# Study material
---+---
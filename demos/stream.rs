//! Stream slot and root notifications from a pub/sub endpoint.
//!
//! Demonstrates:
//! - Building a pool with a message handler
//! - Subscribing to several methods across pooled connections
//! - Watching monitor health while the stream runs
//! - Closing everything on Ctrl+C
//!
//! Usage:
//!   cargo run --example stream
//!   cargo run --example stream -- wss://api.mainnet-beta.solana.com
//!   cargo run --example stream -- --debug

// ============================================================================
// Imports
// ============================================================================

use std::sync::Arc;
use std::sync::atomic::{AtomicU64, Ordering};
use std::time::Duration;

use anyhow::Context;
use rpc_pubsub_pool::{ConnectionPool, SubscriptionMethod};
use serde_json::json;
use tracing_subscriber::EnvFilter;

// ============================================================================
// Constants
// ============================================================================

const DEFAULT_ENDPOINT: &str = "wss://api.devnet.solana.com";

const STATUS_INTERVAL: Duration = Duration::from_secs(10);

// ============================================================================
// Main
// ============================================================================

#[tokio::main]
async fn main() {
    let args: Vec<String> = std::env::args().skip(1).collect();
    let debug = args.iter().any(|a| a == "--debug");
    let endpoint = args
        .iter()
        .find(|a| !a.starts_with("--"))
        .cloned()
        .unwrap_or_else(|| DEFAULT_ENDPOINT.to_string());

    init_logging(debug);

    if let Err(e) = run(endpoint).await {
        eprintln!("\n[ERROR] {e:#}");
        std::process::exit(1);
    }
}

async fn run(endpoint: String) -> anyhow::Result<()> {
    println!("=== Pub/Sub Stream ===\n");

    let received = Arc::new(AtomicU64::new(0));
    let counter = Arc::clone(&received);

    let pool = ConnectionPool::builder(&endpoint)
        .max_connections(2)
        .ping_interval(Duration::from_secs(15))
        .on_message(move |frame| {
            counter.fetch_add(1, Ordering::Relaxed);
            let text = std::str::from_utf8(frame)?;
            println!("        <- {text}");
            Ok(())
        })
        .build()
        .context("invalid pool configuration")?;

    println!("[Setup] Endpoint: {endpoint}");

    // ========================================================================
    // Subscribe
    // ========================================================================

    let requests = [
        (SubscriptionMethod::SlotSubscribe, vec![]),
        (SubscriptionMethod::RootSubscribe, vec![]),
        (
            SubscriptionMethod::LogsSubscribe,
            vec![json!("all"), json!({"commitment": "confirmed"})],
        ),
    ];

    for (method, params) in requests {
        match pool.subscribe(method, params).await {
            Some(id) => println!("        ✓ {method} as {id}"),
            None => println!("        ✗ {method} (connection not ready)"),
        }
    }

    println!("\n[Stream] {} subscriptions tracked", pool.subscription_count());
    println!("Press Ctrl+C to exit...\n");

    // ========================================================================
    // Run
    // ========================================================================

    let mut status = tokio::time::interval(STATUS_INTERVAL);
    status.tick().await;

    loop {
        tokio::select! {
            _ = tokio::signal::ctrl_c() => break,

            _ = status.tick() => {
                for monitor in pool.monitors() {
                    let s = monitor.status();
                    println!(
                        "[Status] {} open={} breaker={} failures={} retries={}",
                        monitor.id(),
                        s.is_open,
                        s.breaker,
                        s.failure_count,
                        s.retry_count,
                    );
                }
                println!("[Status] {} frames received", received.load(Ordering::Relaxed));
            }
        }
    }

    pool.close_all();
    println!("\n[Done] Closed {endpoint}");
    Ok(())
}

// ============================================================================
// Functions
// ============================================================================

/// Initialize tracing/logging.
fn init_logging(debug: bool) {
    let filter = if debug {
        "rpc_pubsub_pool=debug"
    } else {
        "rpc_pubsub_pool=info"
    };

    tracing_subscriber::fmt()
        .with_env_filter(EnvFilter::new(filter))
        .with_target(false)
        .init();
}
---+---
From the entries above, list each line with "params" in it.

    for (method, params) in requests {
        match pool.subscribe(method, params).await {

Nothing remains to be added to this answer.